## Work request
The lines that make up this material should each be returned exactly.
::::
pub mod domain;
pub mod lexicon;
pub mod ports;
pub mod reading_speed;
pub mod rewrite;
pub mod segmenter;
pub mod session;

pub use domain::{Article, DictionaryEntry, NewUnfamiliarWord, SentenceTiming, UnfamiliarWord};
pub use lexicon::{normalize_word, DatasetLexicon, DictionaryIndex, GenerativeLexicon};
pub use ports::{
    ArticleStore, CompletionRequest, DictionarySource, Lexicon, PortError, PortResult,
    TextGenerationService, UnfamiliarWordStore,
};
pub use reading_speed::{ReadingSpeedAnalyzer, SpeedBand, SpeedSummary};
pub use rewrite::{RewriteOrchestrator, RewriteResult};
pub use session::{
    AdvanceOutcome, SessionController, SessionError, SessionServices, SessionState,
};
::::
## Response for this exercise
pub mod domain;
pub mod lexicon;
pub mod ports;
pub mod reading_speed;
pub mod rewrite;
pub mod segmenter;
pub mod session;

pub use domain::{Article, DictionaryEntry, NewUnfamiliarWord, SentenceTiming, UnfamiliarWord};
pub use lexicon::{normalize_word, DatasetLexicon, DictionaryIndex, GenerativeLexicon};
pub use ports::{
    ArticleStore, CompletionRequest, DictionarySource, Lexicon, PortError, PortResult,
    TextGenerationService, UnfamiliarWordStore,
};
pub use reading_speed::{ReadingSpeedAnalyzer, SpeedBand, SpeedSummary};
pub use rewrite::{RewriteOrchestrator, RewriteResult};
pub use session::{
    AdvanceOutcome, SessionController, SessionError, SessionServices, SessionState,
};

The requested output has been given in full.